Stored data
BEGIN

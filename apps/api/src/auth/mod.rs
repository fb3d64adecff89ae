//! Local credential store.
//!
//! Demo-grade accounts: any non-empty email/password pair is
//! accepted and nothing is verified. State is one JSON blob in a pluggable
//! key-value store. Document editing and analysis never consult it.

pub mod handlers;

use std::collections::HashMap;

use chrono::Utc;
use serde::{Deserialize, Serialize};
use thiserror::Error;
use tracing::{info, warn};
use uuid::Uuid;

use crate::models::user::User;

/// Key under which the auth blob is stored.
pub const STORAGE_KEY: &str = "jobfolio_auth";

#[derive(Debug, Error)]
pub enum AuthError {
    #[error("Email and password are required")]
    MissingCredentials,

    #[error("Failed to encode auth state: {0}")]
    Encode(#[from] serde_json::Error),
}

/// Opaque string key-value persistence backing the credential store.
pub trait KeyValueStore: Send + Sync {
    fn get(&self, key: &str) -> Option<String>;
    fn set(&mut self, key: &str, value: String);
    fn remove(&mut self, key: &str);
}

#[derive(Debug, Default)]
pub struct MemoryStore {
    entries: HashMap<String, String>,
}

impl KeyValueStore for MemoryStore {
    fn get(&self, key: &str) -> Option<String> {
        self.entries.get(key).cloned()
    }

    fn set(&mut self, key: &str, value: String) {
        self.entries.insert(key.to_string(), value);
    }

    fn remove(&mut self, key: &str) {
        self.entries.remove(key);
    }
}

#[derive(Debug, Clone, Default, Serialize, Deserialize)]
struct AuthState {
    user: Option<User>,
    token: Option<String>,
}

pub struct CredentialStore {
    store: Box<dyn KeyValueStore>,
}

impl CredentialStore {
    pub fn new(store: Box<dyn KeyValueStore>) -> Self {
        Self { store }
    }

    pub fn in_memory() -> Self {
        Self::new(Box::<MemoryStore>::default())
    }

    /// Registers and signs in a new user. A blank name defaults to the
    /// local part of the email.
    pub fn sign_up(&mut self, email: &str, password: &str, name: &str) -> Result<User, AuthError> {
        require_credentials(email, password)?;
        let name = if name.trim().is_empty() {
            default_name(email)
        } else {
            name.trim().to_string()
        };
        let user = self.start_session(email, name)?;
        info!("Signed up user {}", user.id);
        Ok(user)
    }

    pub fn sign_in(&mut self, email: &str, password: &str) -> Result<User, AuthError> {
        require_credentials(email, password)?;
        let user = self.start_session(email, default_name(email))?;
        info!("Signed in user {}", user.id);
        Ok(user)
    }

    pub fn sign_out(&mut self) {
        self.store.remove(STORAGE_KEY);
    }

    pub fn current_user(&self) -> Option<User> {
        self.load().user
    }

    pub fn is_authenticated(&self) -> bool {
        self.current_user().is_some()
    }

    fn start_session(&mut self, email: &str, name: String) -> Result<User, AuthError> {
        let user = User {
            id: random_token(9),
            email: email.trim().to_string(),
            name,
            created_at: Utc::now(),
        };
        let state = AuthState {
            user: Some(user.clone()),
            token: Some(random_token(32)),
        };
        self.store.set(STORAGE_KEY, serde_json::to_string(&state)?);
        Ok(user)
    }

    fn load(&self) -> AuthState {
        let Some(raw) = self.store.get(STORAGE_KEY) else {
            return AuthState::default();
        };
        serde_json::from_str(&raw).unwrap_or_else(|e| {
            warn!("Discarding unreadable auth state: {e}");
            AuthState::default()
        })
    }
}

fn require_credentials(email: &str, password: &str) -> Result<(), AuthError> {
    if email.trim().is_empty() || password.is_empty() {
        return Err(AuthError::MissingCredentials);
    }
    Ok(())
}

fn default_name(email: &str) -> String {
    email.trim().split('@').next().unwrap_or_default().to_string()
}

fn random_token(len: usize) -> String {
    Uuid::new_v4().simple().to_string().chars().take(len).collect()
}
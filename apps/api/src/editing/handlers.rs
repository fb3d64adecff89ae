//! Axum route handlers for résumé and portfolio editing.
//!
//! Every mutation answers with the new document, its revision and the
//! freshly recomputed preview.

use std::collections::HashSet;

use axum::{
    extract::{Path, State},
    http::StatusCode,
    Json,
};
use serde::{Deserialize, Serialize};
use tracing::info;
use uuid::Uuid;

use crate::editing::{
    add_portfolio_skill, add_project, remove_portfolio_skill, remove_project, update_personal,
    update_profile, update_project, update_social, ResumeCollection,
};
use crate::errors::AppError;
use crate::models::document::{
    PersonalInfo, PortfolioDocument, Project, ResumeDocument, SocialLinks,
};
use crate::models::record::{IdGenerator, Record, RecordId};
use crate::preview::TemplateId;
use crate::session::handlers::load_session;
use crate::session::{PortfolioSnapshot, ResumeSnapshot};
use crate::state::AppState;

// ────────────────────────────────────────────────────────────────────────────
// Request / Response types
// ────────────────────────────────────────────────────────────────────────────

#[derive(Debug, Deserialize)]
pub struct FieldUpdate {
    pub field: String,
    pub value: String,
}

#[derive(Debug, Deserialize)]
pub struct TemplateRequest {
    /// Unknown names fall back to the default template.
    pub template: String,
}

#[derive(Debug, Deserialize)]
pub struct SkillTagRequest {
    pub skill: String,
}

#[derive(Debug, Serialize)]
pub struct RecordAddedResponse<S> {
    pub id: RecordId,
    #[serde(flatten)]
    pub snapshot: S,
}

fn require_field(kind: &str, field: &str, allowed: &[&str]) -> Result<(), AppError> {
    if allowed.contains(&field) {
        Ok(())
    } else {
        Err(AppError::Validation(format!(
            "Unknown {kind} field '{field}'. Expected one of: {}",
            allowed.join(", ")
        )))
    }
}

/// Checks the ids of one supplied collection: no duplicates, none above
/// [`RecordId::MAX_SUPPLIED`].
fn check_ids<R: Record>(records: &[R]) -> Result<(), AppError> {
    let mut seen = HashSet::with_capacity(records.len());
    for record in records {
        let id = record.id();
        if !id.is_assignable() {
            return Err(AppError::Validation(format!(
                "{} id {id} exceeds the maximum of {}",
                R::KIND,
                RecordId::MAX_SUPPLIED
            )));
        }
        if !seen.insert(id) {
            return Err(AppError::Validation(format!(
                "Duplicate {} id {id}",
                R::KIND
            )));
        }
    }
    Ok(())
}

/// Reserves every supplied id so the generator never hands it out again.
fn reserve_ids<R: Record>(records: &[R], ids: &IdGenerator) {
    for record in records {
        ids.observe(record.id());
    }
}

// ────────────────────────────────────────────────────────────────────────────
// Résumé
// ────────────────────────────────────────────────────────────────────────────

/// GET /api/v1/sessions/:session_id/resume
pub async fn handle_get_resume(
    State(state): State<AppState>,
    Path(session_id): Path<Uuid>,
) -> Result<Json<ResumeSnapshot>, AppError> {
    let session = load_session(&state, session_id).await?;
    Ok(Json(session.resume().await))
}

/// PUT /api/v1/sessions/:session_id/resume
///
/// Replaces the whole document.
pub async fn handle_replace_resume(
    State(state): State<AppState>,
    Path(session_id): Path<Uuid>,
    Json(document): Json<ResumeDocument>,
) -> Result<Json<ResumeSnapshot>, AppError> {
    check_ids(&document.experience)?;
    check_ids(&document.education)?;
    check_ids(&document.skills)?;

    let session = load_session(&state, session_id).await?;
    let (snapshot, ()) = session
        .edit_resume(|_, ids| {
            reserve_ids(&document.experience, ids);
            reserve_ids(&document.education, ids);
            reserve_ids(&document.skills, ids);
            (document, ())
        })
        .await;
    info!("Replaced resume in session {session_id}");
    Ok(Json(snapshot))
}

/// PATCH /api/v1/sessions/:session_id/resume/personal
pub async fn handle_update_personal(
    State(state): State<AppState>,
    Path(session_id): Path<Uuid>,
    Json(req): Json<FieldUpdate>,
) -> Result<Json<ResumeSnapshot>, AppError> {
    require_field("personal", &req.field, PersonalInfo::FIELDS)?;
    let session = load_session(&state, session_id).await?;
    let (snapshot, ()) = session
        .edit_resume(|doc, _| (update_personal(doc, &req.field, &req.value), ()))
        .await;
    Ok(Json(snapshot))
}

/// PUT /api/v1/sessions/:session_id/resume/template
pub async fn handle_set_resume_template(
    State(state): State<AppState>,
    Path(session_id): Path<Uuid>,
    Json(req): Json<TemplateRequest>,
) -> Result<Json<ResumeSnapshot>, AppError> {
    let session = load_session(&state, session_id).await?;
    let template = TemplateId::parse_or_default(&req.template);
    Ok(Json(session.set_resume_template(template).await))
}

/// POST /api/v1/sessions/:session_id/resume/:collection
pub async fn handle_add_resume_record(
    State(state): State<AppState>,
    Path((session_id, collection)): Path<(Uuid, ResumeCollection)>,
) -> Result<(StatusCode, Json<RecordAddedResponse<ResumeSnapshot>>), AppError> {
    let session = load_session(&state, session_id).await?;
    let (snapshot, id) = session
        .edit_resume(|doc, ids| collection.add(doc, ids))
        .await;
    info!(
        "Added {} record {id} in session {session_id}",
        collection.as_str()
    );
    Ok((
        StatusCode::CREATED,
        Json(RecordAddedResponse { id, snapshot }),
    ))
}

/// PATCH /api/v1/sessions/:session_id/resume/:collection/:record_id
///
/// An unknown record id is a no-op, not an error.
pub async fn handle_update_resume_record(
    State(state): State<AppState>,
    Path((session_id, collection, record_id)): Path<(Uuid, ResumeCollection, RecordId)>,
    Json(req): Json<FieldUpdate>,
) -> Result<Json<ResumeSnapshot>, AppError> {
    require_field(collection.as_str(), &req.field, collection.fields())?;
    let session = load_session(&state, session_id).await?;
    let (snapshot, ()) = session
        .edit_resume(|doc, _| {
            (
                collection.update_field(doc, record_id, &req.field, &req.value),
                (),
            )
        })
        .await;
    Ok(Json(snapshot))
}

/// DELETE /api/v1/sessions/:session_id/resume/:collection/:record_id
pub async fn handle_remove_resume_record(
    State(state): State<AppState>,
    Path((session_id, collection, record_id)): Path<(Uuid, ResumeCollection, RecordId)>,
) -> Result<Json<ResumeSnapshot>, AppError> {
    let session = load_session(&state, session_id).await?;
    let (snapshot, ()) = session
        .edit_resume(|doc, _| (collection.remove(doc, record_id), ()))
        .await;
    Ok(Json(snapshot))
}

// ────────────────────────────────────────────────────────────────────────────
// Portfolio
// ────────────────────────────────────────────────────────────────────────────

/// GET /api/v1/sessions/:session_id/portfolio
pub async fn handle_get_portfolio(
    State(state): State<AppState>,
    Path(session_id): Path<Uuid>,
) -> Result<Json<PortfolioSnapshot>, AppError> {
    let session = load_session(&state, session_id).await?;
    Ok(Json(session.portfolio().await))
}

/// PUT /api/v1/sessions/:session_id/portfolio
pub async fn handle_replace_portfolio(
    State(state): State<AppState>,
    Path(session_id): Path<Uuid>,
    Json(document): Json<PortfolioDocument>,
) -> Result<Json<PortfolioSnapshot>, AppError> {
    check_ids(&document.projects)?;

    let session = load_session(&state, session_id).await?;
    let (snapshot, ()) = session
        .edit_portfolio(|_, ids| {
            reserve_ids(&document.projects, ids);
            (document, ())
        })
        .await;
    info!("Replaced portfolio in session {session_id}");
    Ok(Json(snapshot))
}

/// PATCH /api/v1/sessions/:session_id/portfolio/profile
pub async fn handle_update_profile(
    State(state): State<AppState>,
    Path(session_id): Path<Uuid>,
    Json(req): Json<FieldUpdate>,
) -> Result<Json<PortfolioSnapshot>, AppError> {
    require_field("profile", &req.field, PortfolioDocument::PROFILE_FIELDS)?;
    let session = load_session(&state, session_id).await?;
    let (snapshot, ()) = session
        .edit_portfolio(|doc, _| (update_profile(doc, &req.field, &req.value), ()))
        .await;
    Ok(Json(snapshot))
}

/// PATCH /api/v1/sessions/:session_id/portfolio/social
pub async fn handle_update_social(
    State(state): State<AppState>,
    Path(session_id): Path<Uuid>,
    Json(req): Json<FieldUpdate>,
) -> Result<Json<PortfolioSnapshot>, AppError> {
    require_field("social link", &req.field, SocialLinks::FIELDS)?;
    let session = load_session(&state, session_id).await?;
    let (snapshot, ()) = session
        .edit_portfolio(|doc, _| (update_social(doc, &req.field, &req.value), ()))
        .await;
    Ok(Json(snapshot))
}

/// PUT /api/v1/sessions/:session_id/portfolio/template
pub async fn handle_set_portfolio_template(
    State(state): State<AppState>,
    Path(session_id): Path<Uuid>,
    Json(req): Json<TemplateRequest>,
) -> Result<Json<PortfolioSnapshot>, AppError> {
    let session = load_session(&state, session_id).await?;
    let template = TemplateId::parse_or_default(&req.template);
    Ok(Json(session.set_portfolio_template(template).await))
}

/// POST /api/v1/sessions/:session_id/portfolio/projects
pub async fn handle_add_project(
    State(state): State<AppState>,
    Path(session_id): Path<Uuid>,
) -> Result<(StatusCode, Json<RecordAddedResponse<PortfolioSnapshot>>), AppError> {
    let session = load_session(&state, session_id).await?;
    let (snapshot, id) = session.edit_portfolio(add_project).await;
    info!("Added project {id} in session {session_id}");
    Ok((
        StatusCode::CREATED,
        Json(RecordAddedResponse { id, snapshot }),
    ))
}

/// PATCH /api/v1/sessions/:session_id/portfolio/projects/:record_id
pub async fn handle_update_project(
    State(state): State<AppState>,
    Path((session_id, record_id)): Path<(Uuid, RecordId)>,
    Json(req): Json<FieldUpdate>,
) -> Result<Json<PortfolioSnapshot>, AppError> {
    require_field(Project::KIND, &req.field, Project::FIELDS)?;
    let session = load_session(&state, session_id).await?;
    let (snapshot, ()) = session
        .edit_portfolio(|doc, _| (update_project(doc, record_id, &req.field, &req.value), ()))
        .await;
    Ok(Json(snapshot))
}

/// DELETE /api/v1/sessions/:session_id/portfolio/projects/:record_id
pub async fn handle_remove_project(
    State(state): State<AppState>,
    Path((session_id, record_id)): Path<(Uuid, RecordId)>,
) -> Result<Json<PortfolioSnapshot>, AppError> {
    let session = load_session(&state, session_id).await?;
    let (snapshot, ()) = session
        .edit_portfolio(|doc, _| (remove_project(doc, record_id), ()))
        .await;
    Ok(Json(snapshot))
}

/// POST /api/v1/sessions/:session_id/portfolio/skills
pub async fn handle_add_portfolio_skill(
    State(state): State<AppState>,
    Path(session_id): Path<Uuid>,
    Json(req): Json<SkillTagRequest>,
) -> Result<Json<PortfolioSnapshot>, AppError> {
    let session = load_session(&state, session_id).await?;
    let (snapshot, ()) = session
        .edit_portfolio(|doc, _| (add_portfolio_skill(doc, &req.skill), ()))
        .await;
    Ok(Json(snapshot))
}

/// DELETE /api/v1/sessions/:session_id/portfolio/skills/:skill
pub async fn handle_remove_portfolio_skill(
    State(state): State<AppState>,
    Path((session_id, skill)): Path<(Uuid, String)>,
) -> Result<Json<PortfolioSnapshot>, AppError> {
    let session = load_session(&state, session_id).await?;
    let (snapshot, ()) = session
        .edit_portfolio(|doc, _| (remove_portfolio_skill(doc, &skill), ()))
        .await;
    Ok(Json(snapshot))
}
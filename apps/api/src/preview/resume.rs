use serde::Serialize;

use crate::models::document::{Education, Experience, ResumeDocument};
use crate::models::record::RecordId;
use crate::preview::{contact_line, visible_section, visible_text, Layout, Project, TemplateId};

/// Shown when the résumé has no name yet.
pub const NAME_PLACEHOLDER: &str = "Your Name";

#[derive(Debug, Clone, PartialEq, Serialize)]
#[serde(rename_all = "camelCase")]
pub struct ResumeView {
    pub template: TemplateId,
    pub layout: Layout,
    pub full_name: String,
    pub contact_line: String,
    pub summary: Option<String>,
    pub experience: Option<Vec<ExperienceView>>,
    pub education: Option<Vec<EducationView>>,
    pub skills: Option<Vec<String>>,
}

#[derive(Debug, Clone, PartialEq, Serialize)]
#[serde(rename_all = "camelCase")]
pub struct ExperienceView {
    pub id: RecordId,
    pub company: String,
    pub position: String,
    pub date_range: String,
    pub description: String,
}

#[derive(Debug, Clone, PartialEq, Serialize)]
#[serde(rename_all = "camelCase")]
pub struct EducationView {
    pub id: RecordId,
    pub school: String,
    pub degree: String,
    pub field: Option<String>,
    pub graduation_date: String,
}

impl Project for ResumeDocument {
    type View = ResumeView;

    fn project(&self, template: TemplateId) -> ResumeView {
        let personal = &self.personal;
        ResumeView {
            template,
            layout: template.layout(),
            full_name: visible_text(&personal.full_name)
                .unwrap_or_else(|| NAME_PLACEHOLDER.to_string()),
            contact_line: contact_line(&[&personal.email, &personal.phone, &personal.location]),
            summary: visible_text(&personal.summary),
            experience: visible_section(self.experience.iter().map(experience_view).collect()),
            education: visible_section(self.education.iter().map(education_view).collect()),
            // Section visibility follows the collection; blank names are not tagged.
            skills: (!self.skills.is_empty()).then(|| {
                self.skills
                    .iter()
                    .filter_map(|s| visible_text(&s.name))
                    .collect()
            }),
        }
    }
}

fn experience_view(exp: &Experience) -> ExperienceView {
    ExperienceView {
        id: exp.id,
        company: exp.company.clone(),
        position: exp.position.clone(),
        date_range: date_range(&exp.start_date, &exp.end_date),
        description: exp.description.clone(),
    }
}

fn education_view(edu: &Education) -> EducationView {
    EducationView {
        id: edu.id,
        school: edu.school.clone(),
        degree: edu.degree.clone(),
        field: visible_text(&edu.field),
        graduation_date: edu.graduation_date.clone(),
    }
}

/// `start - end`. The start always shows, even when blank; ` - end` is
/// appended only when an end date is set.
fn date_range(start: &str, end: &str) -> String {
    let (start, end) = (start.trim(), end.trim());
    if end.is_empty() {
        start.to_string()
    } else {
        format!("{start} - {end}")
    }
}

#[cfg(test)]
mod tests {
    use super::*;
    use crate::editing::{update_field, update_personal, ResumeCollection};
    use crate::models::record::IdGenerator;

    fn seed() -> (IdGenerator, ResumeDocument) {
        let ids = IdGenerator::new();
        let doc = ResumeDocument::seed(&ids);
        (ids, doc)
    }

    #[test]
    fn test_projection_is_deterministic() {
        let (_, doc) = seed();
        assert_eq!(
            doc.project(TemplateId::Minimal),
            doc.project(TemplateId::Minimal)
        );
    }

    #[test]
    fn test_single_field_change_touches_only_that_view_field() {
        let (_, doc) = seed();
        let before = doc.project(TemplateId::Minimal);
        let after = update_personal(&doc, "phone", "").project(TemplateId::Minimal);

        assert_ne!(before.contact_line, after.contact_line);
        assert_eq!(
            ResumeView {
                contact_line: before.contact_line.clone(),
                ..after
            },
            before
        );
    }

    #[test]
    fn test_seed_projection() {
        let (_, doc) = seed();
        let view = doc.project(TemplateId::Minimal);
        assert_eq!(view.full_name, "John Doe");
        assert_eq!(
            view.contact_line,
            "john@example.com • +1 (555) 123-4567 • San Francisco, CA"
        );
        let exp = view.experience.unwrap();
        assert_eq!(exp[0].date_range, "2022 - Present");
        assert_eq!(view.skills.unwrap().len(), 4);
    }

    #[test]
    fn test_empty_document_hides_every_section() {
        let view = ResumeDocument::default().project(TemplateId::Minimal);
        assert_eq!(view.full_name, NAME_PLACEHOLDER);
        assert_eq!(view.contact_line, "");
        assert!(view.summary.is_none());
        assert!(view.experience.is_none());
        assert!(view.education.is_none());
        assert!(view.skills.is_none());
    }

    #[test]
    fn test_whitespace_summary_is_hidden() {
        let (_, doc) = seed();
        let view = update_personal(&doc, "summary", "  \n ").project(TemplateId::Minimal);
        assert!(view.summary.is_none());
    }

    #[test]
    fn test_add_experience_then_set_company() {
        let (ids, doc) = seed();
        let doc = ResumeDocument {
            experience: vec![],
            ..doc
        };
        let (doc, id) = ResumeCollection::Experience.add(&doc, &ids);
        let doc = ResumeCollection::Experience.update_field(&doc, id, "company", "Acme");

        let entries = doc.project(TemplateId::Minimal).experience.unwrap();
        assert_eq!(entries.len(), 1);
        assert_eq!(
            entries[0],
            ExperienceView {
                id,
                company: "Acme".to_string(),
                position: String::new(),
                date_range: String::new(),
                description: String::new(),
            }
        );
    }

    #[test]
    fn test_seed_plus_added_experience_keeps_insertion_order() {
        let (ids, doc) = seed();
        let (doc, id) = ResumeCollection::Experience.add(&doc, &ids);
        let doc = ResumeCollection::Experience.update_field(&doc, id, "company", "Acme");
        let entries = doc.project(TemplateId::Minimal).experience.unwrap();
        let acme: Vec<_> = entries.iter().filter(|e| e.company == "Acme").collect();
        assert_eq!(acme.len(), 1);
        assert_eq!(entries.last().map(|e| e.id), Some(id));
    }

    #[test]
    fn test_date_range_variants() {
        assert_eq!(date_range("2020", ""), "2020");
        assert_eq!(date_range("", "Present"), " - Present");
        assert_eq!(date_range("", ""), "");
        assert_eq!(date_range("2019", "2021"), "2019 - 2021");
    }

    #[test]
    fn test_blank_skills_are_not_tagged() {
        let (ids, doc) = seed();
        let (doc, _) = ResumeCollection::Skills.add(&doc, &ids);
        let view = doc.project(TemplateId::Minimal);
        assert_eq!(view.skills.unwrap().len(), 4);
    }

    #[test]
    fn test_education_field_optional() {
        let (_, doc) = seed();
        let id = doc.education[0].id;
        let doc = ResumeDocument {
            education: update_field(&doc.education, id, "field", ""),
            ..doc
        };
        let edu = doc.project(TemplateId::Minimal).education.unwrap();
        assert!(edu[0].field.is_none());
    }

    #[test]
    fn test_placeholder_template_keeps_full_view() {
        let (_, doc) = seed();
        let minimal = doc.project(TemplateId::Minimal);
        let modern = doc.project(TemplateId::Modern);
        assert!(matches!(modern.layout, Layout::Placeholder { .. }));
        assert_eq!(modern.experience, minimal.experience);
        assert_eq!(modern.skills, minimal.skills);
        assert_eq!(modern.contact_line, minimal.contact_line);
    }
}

END

Problem description
Within the records, filter for lines that contain the word "handlers" and show each one.

Final answer
pub mod handlers;
filename apps/api/src/editing/handlers.rs
//! Axum route handlers for résumé and portfolio editing.
use crate::session::handlers::load_session;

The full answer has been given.